Arda'nın telaşla, nefesi kesilerek sorduğu sorulara gözyaşından başka verecek cevapları yoktu. On altı yaşındaki genç bunu fark etmedi, volta atarken ellerini uyanır uyanmaz özenle taradığı saçlarına geçirdi, tutamları çekiştirdi delirmiş gibi. "Olmaz, olmaz, Minel olmaz."
Sırf kız kardeşini ileride kötü bir durumla karşılaşırsa daha iyi koruyabilmek için, ona güven verebilmek için spora başlamayı, vücudunu geliştirmeyi düşünüyordu daha önce bu alana hiç ilgi duymadığı halde. Ne demekti onun kaçırılması? Olamazdı, gerçek olamazdı.
"Arda, dinle, lütfen."
Hale'nin çaresizce söylediği şeylerle başını iki yana salladı. "Hayır!" dediğinde sesi yüksekti, çok yüksekti, arabayı kapıya getirip Hakan'a teslim ettikten sonra Arda'ya haberi verebilmek için hızla merdivenleri çıkan Engin'in duyacağı ve haberin oğluna çoktan söylendiğini anlayıp adımlarını daha da hızlandıracağı kadar yüksekti.
"Minel olmaz! Onu... Onu kaybedemeyiz, tamam mı? Kimse olmaz ama o hiç... Hiç olmaz! Daha, daha üç... Üç yaşında! Üç... Ben annemi kaybedeli daha çok zaman geçti, o kadar küçük! O kadar!.. O olmaz! Onu koruduk, koruduk, her şeyi yaptık, Minel olmaz!"
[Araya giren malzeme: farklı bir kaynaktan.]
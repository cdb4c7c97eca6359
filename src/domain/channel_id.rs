//! Opaque per-connection channel handle.
//!
//! [`ChannelId`] is assigned once when a WebSocket is accepted and never
//! reused. Identity bindings, group memberships and routing all refer to
//! a connection through this handle, never through the socket itself.

use std::fmt;

use serde::{Deserialize, Serialize};

/// Handle identifying one live bidirectional connection.
///
/// Wraps a UUID v4 so handles from different connections cannot collide
/// and cannot be confused with driver, rider or booking identifiers.
#[derive(Debug, Clone, Copy, PartialEq, Eq, Hash, PartialOrd, Ord, Serialize, Deserialize)]
#[serde(transparent)]
pub struct ChannelId(uuid::Uuid);

impl ChannelId {
    /// Allocates a fresh random channel handle.
    #[must_use]
    pub fn new() -> Self {
        Self(uuid::Uuid::new_v4())
    }

    /// Returns the inner [`uuid::Uuid`].
    #[must_use]
    pub const fn as_uuid(&self) -> &uuid::Uuid {
        &self.0
    }
}

impl Default for ChannelId {
    fn default() -> Self {
        Self::new()
    }
}

impl fmt::Display for ChannelId {
    fn fmt(&self, f: &mut fmt::Formatter<'_>) -> fmt::Result {
        write!(f, "{}", self.0)
    }
}

impl From<uuid::Uuid> for ChannelId {
    fn from(uuid: uuid::Uuid) -> Self {
        Self(uuid)
    }
}
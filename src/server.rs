//! HTTP application assembly.

use std::time::Duration;

use axum::Router;
use axum::http::StatusCode;
use axum::routing::get;
use tower::ServiceBuilder;
use tower_http::cors::CorsLayer;
use tower_http::timeout::TimeoutLayer;
use tower_http::trace::TraceLayer;

use crate::api;
use crate::app_state::AppState;
use crate::config::RelayConfig;
use crate::ws::handler::ws_handler;

/// Builds the full router: REST API, `/ws` endpoint and HTTP layers.
///
/// The request timeout applies to REST routes only; upgraded sockets
/// live as long as the client keeps them open.
pub fn build_app(state: AppState, config: &RelayConfig) -> Router {
    let rest = api::build_router().layer(TimeoutLayer::with_status_code(
        StatusCode::REQUEST_TIMEOUT,
        Duration::from_secs(config.request_timeout_secs),
    ));

    Router::new()
        .merge(rest)
        .route("/ws", get(ws_handler))
        .layer(
            ServiceBuilder::new()
                .layer(TraceLayer::new_for_http())
                .layer(CorsLayer::permissive()),
        )
        .with_state(state)
}

#[cfg(test)]
#[allow(clippy::panic)]
mod tests {
    use axum::body::Body;
    use axum::http::Request;
    use tower::ServiceExt;

    use super::*;
    use crate::service::Dispatcher;

    #[tokio::test]
    async fn rest_routes_answer_through_layers() {
        let config = RelayConfig::default();
        let app = build_app(AppState::new(Dispatcher::new(8)), &config);

        let Ok(request) = Request::builder().uri("/health").body(Body::empty()) else {
            panic!("bad request");
        };
        let Ok(response) = app.oneshot(request).await else {
            panic!("router failed");
        };
        assert_eq!(response.status(), StatusCode::OK);
    }
}
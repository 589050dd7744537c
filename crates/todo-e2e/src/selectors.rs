//! DOM surface of the TodoMVC application.

use crate::locator::{Locator, Selector};
use crate::model::Filter;

/// Input for new item text
pub const NEW_TODO: &str = ".new-todo";
/// Placeholder of the new item input
pub const NEW_TODO_PLACEHOLDER: &str = "What needs to be done?";
/// `data-testid` of each list item
pub const TODO_ITEM: &str = "todo-item";
/// `data-testid` of each item's label
pub const TODO_TITLE: &str = "todo-title";
/// `data-testid` of the remaining-items counter
pub const TODO_COUNT: &str = "todo-count";
/// Per-item completion checkbox
pub const TOGGLE: &str = ".toggle";
/// Per-item edit box, present only while editing
pub const EDIT: &str = ".edit";
/// Per-item delete button, shown on hover
pub const DESTROY: &str = ".destroy";
/// Mark-all checkbox
pub const TOGGLE_ALL: &str = ".toggle-all";
/// Clickable caption of the mark-all checkbox
pub const TOGGLE_ALL_LABEL: &str = "label[for=\"toggle-all\"]";
/// Clear-completed button
pub const CLEAR_COMPLETED: &str = ".clear-completed";
/// Section holding the list
pub const MAIN: &str = ".main";
/// Footer holding counter, filters and clear button
pub const FOOTER: &str = ".footer";

/// CSS of a filter link
#[must_use]
pub fn filter_link_css(filter: Filter) -> String {
    format!(".filters a[href=\"{}\"]", filter.route())
}

/// Filter whose link matches the CSS, if any
#[must_use]
pub fn filter_for_css(css: &str) -> Option<Filter> {
    Filter::ALL.into_iter().find(|f| filter_link_css(*f) == css)
}

/// New item input
#[must_use]
pub fn new_todo() -> Locator {
    Locator::new(NEW_TODO)
}

/// Every visible item
#[must_use]
pub fn todo_items() -> Locator {
    Locator::test_id(TODO_ITEM)
}

/// Visible item at `index`
#[must_use]
pub fn todo_item(index: usize) -> Locator {
    todo_items().nth(index)
}

/// Label of every visible item
#[must_use]
pub fn todo_titles() -> Locator {
    Locator::test_id(TODO_TITLE)
}

/// Label of the item at `index`
#[must_use]
pub fn item_title(index: usize) -> Locator {
    todo_item(index).locate(Selector::test_id(TODO_TITLE))
}

/// Checkbox of the item at `index`
#[must_use]
pub fn item_toggle(index: usize) -> Locator {
    todo_item(index).locate(Selector::css(TOGGLE))
}

/// Edit box of the item at `index`
#[must_use]
pub fn item_edit(index: usize) -> Locator {
    todo_item(index).locate(Selector::css(EDIT))
}

/// Delete button of the item at `index`
#[must_use]
pub fn item_destroy(index: usize) -> Locator {
    todo_item(index).locate(Selector::css(DESTROY))
}

/// Every item checkbox
#[must_use]
pub fn toggles() -> Locator {
    Locator::new(TOGGLE)
}

/// Mark-all checkbox
#[must_use]
pub fn toggle_all() -> Locator {
    Locator::new(TOGGLE_ALL)
}

/// Mark-all caption
#[must_use]
pub fn toggle_all_label() -> Locator {
    Locator::new(TOGGLE_ALL_LABEL)
}

/// Remaining-items counter
#[must_use]
pub fn todo_count() -> Locator {
    Locator::test_id(TODO_COUNT)
}

/// Clear-completed button
#[must_use]
pub fn clear_completed() -> Locator {
    Locator::new(CLEAR_COMPLETED)
}

/// List section
#[must_use]
pub fn main_section() -> Locator {
    Locator::new(MAIN)
}

/// Footer
#[must_use]
pub fn footer() -> Locator {
    Locator::new(FOOTER)
}

/// Link selecting `filter`
#[must_use]
pub fn filter_link(filter: Filter) -> Locator {
    Locator::new(filter_link_css(filter))
}
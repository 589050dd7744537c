//! Suite configuration
//!
//! Layered the same way every run: built-in defaults, then an optional YAML
//! file named by `TODO_E2E_CONFIG`, then individual environment overrides.

use crate::result::{TodoError, TodoResult};
use serde::{Deserialize, Serialize};
use std::path::{Path, PathBuf};
use std::time::Duration;

/// Public TodoMVC demo the suite targets by default
pub const DEFAULT_BASE_URL: &str = "https://demo.playwright.dev/todomvc";

/// Client-side storage key the demo persists its items under
pub const DEFAULT_STORAGE_KEY: &str = "react-todos";

/// Default timeout for verification polling (5 seconds)
pub const DEFAULT_EXPECT_TIMEOUT_MS: u64 = 5_000;

/// Default polling interval (100ms)
pub const DEFAULT_POLL_INTERVAL_MS: u64 = 100;

/// Default navigation timeout (30 seconds)
pub const DEFAULT_NAVIGATION_TIMEOUT_MS: u64 = 30_000;

/// Environment variable naming a YAML config file
pub const CONFIG_FILE_ENV: &str = "TODO_E2E_CONFIG";

/// Which page implementation backs the page object
#[derive(Debug, Clone, Copy, PartialEq, Eq, Default, Serialize, Deserialize)]
#[serde(rename_all = "lowercase")]
pub enum Backend {
    /// Real Chromium over the DevTools protocol
    #[default]
    Chromium,
    /// In-memory test double for exercising the page object itself
    #[cfg(any(test, feature = "mock"))]
    Mock,
}

impl Backend {
    /// Parse a backend name (case-insensitive)
    pub fn parse(value: &str) -> TodoResult<Self> {
        match value.trim().to_ascii_lowercase().as_str() {
            "chromium" | "chrome" | "cdp" => Ok(Self::Chromium),
            #[cfg(any(test, feature = "mock"))]
            "mock" => Ok(Self::Mock),
            #[cfg(not(any(test, feature = "mock")))]
            "mock" => Err(TodoError::ConfigError {
                message: "the mock backend needs the `mock` feature".to_string(),
            }),
            other => Err(TodoError::ConfigError {
                message: format!("unknown backend '{other}' (expected 'chromium' or 'mock')"),
            }),
        }
    }

    /// Name used in logs and config files
    #[must_use]
    pub const fn as_str(&self) -> &'static str {
        match self {
            Self::Chromium => "chromium",
            #[cfg(any(test, feature = "mock"))]
            Self::Mock => "mock",
        }
    }
}

impl std::fmt::Display for Backend {
    fn fmt(&self, f: &mut std::fmt::Formatter<'_>) -> std::fmt::Result {
        f.write_str(self.as_str())
    }
}

/// Configuration for a suite run
#[derive(Debug, Clone, PartialEq, Eq, Serialize, Deserialize)]
#[serde(default)]
pub struct E2eConfig {
    /// Page backend
    pub backend: Backend,
    /// Application URL loaded by `navigate()`
    pub base_url: String,
    /// Storage key holding the persisted items
    pub storage_key: String,
    /// Run Chromium headless
    pub headless: bool,
    /// Path to chromium binary (None = auto-detect)
    pub chromium_path: Option<PathBuf>,
    /// Chromium sandbox (disable for containers)
    pub sandbox: bool,
    /// Viewport width
    pub viewport_width: u32,
    /// Viewport height
    pub viewport_height: u32,
    /// Verification timeout in milliseconds
    pub expect_timeout_ms: u64,
    /// Verification polling interval in milliseconds
    pub poll_interval_ms: u64,
    /// Navigation timeout in milliseconds
    pub navigation_timeout_ms: u64,
    /// Directory for failure artifacts
    pub artifacts_dir: PathBuf,
    /// Capture a screenshot when a step fails
    pub screenshot_on_failure: bool,
}

impl Default for E2eConfig {
    fn default() -> Self {
        Self {
            backend: Backend::Chromium,
            base_url: DEFAULT_BASE_URL.to_string(),
            storage_key: DEFAULT_STORAGE_KEY.to_string(),
            headless: true,
            chromium_path: None,
            sandbox: true,
            viewport_width: 1280,
            viewport_height: 720,
            expect_timeout_ms: DEFAULT_EXPECT_TIMEOUT_MS,
            poll_interval_ms: DEFAULT_POLL_INTERVAL_MS,
            navigation_timeout_ms: DEFAULT_NAVIGATION_TIMEOUT_MS,
            artifacts_dir: PathBuf::from("target/todo-e2e"),
            screenshot_on_failure: true,
        }
    }
}

impl E2eConfig {
    /// Create new default configuration
    #[must_use]
    pub fn new() -> Self {
        Self::default()
    }

    /// Load defaults, the optional YAML file and environment overrides
    pub fn load() -> TodoResult<Self> {
        let lookup = |key: &str| std::env::var(key).ok();
        let config = match lookup(CONFIG_FILE_ENV) {
            Some(path) => Self::from_yaml_file(path)?,
            None => Self::default(),
        };
        config.with_env(lookup)
    }

    /// Read a YAML config file; missing fields keep their defaults
    pub fn from_yaml_file(path: impl AsRef<Path>) -> TodoResult<Self> {
        let path = path.as_ref();
        let text = std::fs::read_to_string(path).map_err(|e| TodoError::ConfigError {
            message: format!("cannot read {}: {e}", path.display()),
        })?;
        Self::from_yaml_str(&text)
    }

    /// Parse YAML config text
    pub fn from_yaml_str(text: &str) -> TodoResult<Self> {
        let config: Self = serde_yaml_ng::from_str(text)?;
        config.validate()?;
        Ok(config)
    }

    /// Apply environment overrides through `lookup`
    pub fn with_env<F>(mut self, lookup: F) -> TodoResult<Self>
    where
        F: Fn(&str) -> Option<String>,
    {
        if let Some(v) = lookup("TODO_E2E_BACKEND") {
            self.backend = Backend::parse(&v)?;
        }
        if let Some(v) = lookup("TODO_E2E_BASE_URL") {
            self.base_url = v;
        }
        if let Some(v) = lookup("TODO_E2E_HEADLESS") {
            self.headless = parse_bool("TODO_E2E_HEADLESS", &v)?;
        }
        if let Some(v) = lookup("CHROMIUM_PATH") {
            self.chromium_path = Some(PathBuf::from(v));
        }
        if let Some(v) = lookup("TODO_E2E_NO_SANDBOX") {
            self.sandbox = !parse_bool("TODO_E2E_NO_SANDBOX", &v)?;
        }
        if let Some(v) = lookup("TODO_E2E_EXPECT_TIMEOUT_MS") {
            self.expect_timeout_ms = parse_ms("TODO_E2E_EXPECT_TIMEOUT_MS", &v)?;
        }
        if let Some(v) = lookup("TODO_E2E_POLL_INTERVAL_MS") {
            self.poll_interval_ms = parse_ms("TODO_E2E_POLL_INTERVAL_MS", &v)?;
        }
        if let Some(v) = lookup("TODO_E2E_ARTIFACTS_DIR") {
            self.artifacts_dir = PathBuf::from(v);
        }
        if let Some(v) = lookup("TODO_E2E_SCREENSHOT_ON_FAILURE") {
            self.screenshot_on_failure = parse_bool("TODO_E2E_SCREENSHOT_ON_FAILURE", &v)?;
        }
        self.validate()?;
        Ok(self)
    }

    /// Reject values that would make every wait meaningless
    pub fn validate(&self) -> TodoResult<()> {
        if self.base_url.trim().is_empty() {
            return Err(TodoError::ConfigError {
                message: "base_url must not be empty".to_string(),
            });
        }
        if self.poll_interval_ms == 0 {
            return Err(TodoError::ConfigError {
                message: "poll_interval_ms must be greater than zero".to_string(),
            });
        }
        if self.poll_interval_ms > self.expect_timeout_ms {
            return Err(TodoError::ConfigError {
                message: format!(
                    "poll_interval_ms ({}) exceeds expect_timeout_ms ({})",
                    self.poll_interval_ms, self.expect_timeout_ms
                ),
            });
        }
        Ok(())
    }

    /// Set backend
    #[must_use]
    pub const fn with_backend(mut self, backend: Backend) -> Self {
        self.backend = backend;
        self
    }

    /// Set base URL
    #[must_use]
    pub fn with_base_url(mut self, url: impl Into<String>) -> Self {
        self.base_url = url.into();
        self
    }

    /// Set verification timeout
    #[must_use]
    pub const fn with_expect_timeout(mut self, timeout_ms: u64) -> Self {
        self.expect_timeout_ms = timeout_ms;
        self
    }

    /// Set verification polling interval
    #[must_use]
    pub const fn with_poll_interval(mut self, interval_ms: u64) -> Self {
        self.poll_interval_ms = interval_ms;
        self
    }

    /// Set artifacts directory
    #[must_use]
    pub fn with_artifacts_dir(mut self, dir: impl Into<PathBuf>) -> Self {
        self.artifacts_dir = dir.into();
        self
    }

    /// Enable or disable screenshots on failure
    #[must_use]
    pub const fn with_screenshot_on_failure(mut self, enabled: bool) -> Self {
        self.screenshot_on_failure = enabled;
        self
    }

    /// Disable sandbox (for containers/CI)
    #[must_use]
    pub const fn with_no_sandbox(mut self) -> Self {
        self.sandbox = false;
        self
    }

    /// Verification timeout as Duration
    #[must_use]
    pub const fn expect_timeout(&self) -> Duration {
        Duration::from_millis(self.expect_timeout_ms)
    }

    /// Poll interval as Duration
    #[must_use]
    pub const fn poll_interval(&self) -> Duration {
        Duration::from_millis(self.poll_interval_ms)
    }

    /// Navigation timeout as Duration
    #[must_use]
    pub const fn navigation_timeout(&self) -> Duration {
        Duration::from_millis(self.navigation_timeout_ms)
    }
}

fn parse_bool(key: &str, value: &str) -> TodoResult<bool> {
    match value.trim().to_ascii_lowercase().as_str() {
        "1" | "true" | "yes" | "on" => Ok(true),
        "0" | "false" | "no" | "off" => Ok(false),
        other => Err(TodoError::ConfigError {
            message: format!("{key}: '{other}' is not a boolean"),
        }),
    }
}

fn parse_ms(key: &str, value: &str) -> TodoResult<u64> {
    value.trim().parse().map_err(|_| TodoError::ConfigError {
        message: format!("{key}: '{value}' is not a millisecond count"),
    })
}
//! Vocabulary of the application under test, as the suite observes it.

use serde::{Deserialize, Serialize};
use std::fmt;

/// Items used by most scenarios, in creation order
pub const DEFAULT_TODOS: [&str; 3] = [
    "buy some cheese",
    "feed the cat",
    "book a doctors appointment",
];

/// Routing-driven view restriction over the item list
#[derive(Debug, Clone, Copy, PartialEq, Eq, Hash, Default)]
pub enum Filter {
    /// Every item
    #[default]
    All,
    /// Items not yet completed
    Active,
    /// Completed items
    Completed,
}

impl Filter {
    /// All filters in footer order
    pub const ALL: [Self; 3] = [Self::All, Self::Active, Self::Completed];

    /// Hash route the filter link points at
    #[must_use]
    pub const fn route(&self) -> &'static str {
        match self {
            Self::All => "#/",
            Self::Active => "#/active",
            Self::Completed => "#/completed",
        }
    }

    /// Link caption
    #[must_use]
    pub const fn label(&self) -> &'static str {
        match self {
            Self::All => "All",
            Self::Active => "Active",
            Self::Completed => "Completed",
        }
    }

    /// Filter selected by a URL (anything unrecognised shows all)
    #[must_use]
    pub fn from_url(url: &str) -> Self {
        match url.split_once('#').map(|(_, fragment)| fragment) {
            Some("/active") => Self::Active,
            Some("/completed") => Self::Completed,
            _ => Self::All,
        }
    }

    /// Whether an item with this completion flag is listed
    #[must_use]
    pub const fn shows(&self, completed: bool) -> bool {
        match self {
            Self::All => true,
            Self::Active => !completed,
            Self::Completed => completed,
        }
    }
}

impl fmt::Display for Filter {
    fn fmt(&self, f: &mut fmt::Formatter<'_>) -> fmt::Result {
        f.write_str(self.label())
    }
}

/// One record of the persisted item list
#[derive(Debug, Clone, PartialEq, Eq, Serialize, Deserialize)]
pub struct StoredTodo {
    /// Application-assigned identifier
    #[serde(default)]
    pub id: String,
    /// Display text
    pub title: String,
    /// Completion flag
    pub completed: bool,
}

impl StoredTodo {
    /// Create a record
    #[must_use]
    pub fn new(id: impl Into<String>, title: impl Into<String>, completed: bool) -> Self {
        Self {
            id: id.into(),
            title: title.into(),
            completed,
        }
    }
}

/// Text the counter shows for `active` remaining items
#[must_use]
pub fn counter_text(active: usize) -> String {
    let noun = if active == 1 { "item" } else { "items" };
    format!("{active} {noun} left")
}

/// Title as the application stores it after submission
#[must_use]
pub fn normalize_title(text: &str) -> &str {
    text.trim()
}
//! Assertions for page verification.
//!
//! A verification is a check that compares one observation of the page with
//! an expectation. Checks never wait; [`retry::poll_until`] re-runs them
//! until they pass or the expectation timeout elapses.

pub mod retry;

pub use retry::{poll_action, poll_until, RetryConfig, RetryResult};

use std::fmt::Debug;

/// Outcome of a single check
#[derive(Debug, Clone, PartialEq, Eq)]
pub enum AssertionCheckResult {
    /// Observation matched
    Pass,
    /// Observation did not match
    Fail {
        /// Expected value, rendered
        expected: String,
        /// Observed value, rendered
        actual: String,
    },
}

impl AssertionCheckResult {
    /// Check if the result is a pass
    #[must_use]
    pub const fn is_pass(&self) -> bool {
        matches!(self, Self::Pass)
    }

    /// Failing result from rendered values
    #[must_use]
    pub fn fail(expected: impl Into<String>, actual: impl Into<String>) -> Self {
        Self::Fail {
            expected: expected.into(),
            actual: actual.into(),
        }
    }

    /// Pass when `actual == expected`
    #[must_use]
    pub fn equals<T: PartialEq + Debug + ?Sized>(expected: &T, actual: &T) -> Self {
        if expected == actual {
            Self::Pass
        } else {
            Self::fail(format!("{expected:?}"), format!("{actual:?}"))
        }
    }

    /// Pass when `condition` holds, describing both sides in words
    #[must_use]
    pub fn holds(condition: bool, expected: &str, otherwise: &str) -> Self {
        if condition {
            Self::Pass
        } else {
            Self::fail(expected, otherwise)
        }
    }
}
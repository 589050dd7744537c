//! Editing
//!
//! Run with: cargo test -p todo-e2e --test editing

#[macro_use]
mod common;

use todo_e2e::prelude::*;

#[tokio::test]
async fn should_hide_other_controls_when_editing() -> TodoResult<()> {
    let fixture = require_fixture!();
    let page = common::page_with_default_todos(&fixture).await?;

    page.start_editing(1).await?;
    page.verify_edit_mode(1).await?;
    page.verify_todo_item_not_completed(0).await?;
    page.check_number_of_todos_in_local_storage(3).await
}

#[tokio::test]
async fn should_save_edits_on_blur() -> TodoResult<()> {
    let fixture = require_fixture!();
    let page = common::page_with_default_todos(&fixture).await?;

    page.edit_todo_item_and_blur(1, "buy some sausages").await?;
    page.check_saved_todo_items(&[DEFAULT_TODOS[0], "buy some sausages", DEFAULT_TODOS[2]])
        .await?;
    page.check_todos_in_local_storage("buy some sausages").await
}

#[tokio::test]
async fn should_trim_entered_text() -> TodoResult<()> {
    let fixture = require_fixture!();
    let page = common::page_with_default_todos(&fixture).await?;

    page.edit_todo_item(1, "    buy some sausages    ").await?;
    page.check_saved_todo_items(&[DEFAULT_TODOS[0], "buy some sausages", DEFAULT_TODOS[2]])
        .await?;
    page.check_todos_in_local_storage("buy some sausages").await?;

    let saved = page.saved_todos().await?;
    assert_eq!(saved[1].title, "buy some sausages");
    Ok(())
}

#[tokio::test]
async fn should_remove_the_item_if_an_empty_text_string_was_entered() -> TodoResult<()> {
    let fixture = require_fixture!();
    let page = common::page_with_default_todos(&fixture).await?;

    page.edit_todo_item(1, "").await?;
    page.check_saved_todo_items(&[DEFAULT_TODOS[0], DEFAULT_TODOS[2]])
        .await?;
    page.check_number_of_todos_in_local_storage(2).await
}

#[tokio::test]
async fn should_remove_the_item_if_only_whitespace_was_entered_on_blur() -> TodoResult<()> {
    let fixture = require_fixture!();
    let page = common::page_with_default_todos(&fixture).await?;

    page.edit_todo_item_and_blur(0, "     ").await?;
    page.check_saved_todo_items(&DEFAULT_TODOS[1..]).await
}

#[tokio::test]
async fn should_cancel_edits_on_escape() -> TodoResult<()> {
    let fixture = require_fixture!();
    let page = common::page_with_default_todos(&fixture).await?;

    page.cancel_edit(1, "buy some sausages").await?;
    page.check_saved_todo_items(&DEFAULT_TODOS).await?;
    page.check_number_of_todos_in_local_storage(3).await
}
Elleri titriyordu, saçlarını biraz daha çekerse koparacaktı. Gözleri kanlanmıştı, Kuzey müdahale edip onu sakinleştirmeye çalışacakken abisinin kolunu omzundan çekmesiyle Ayaz çıktı öne. Ellerini Arda'nın kollarına koydu, yüzü öfkeyle çarpılmıştı.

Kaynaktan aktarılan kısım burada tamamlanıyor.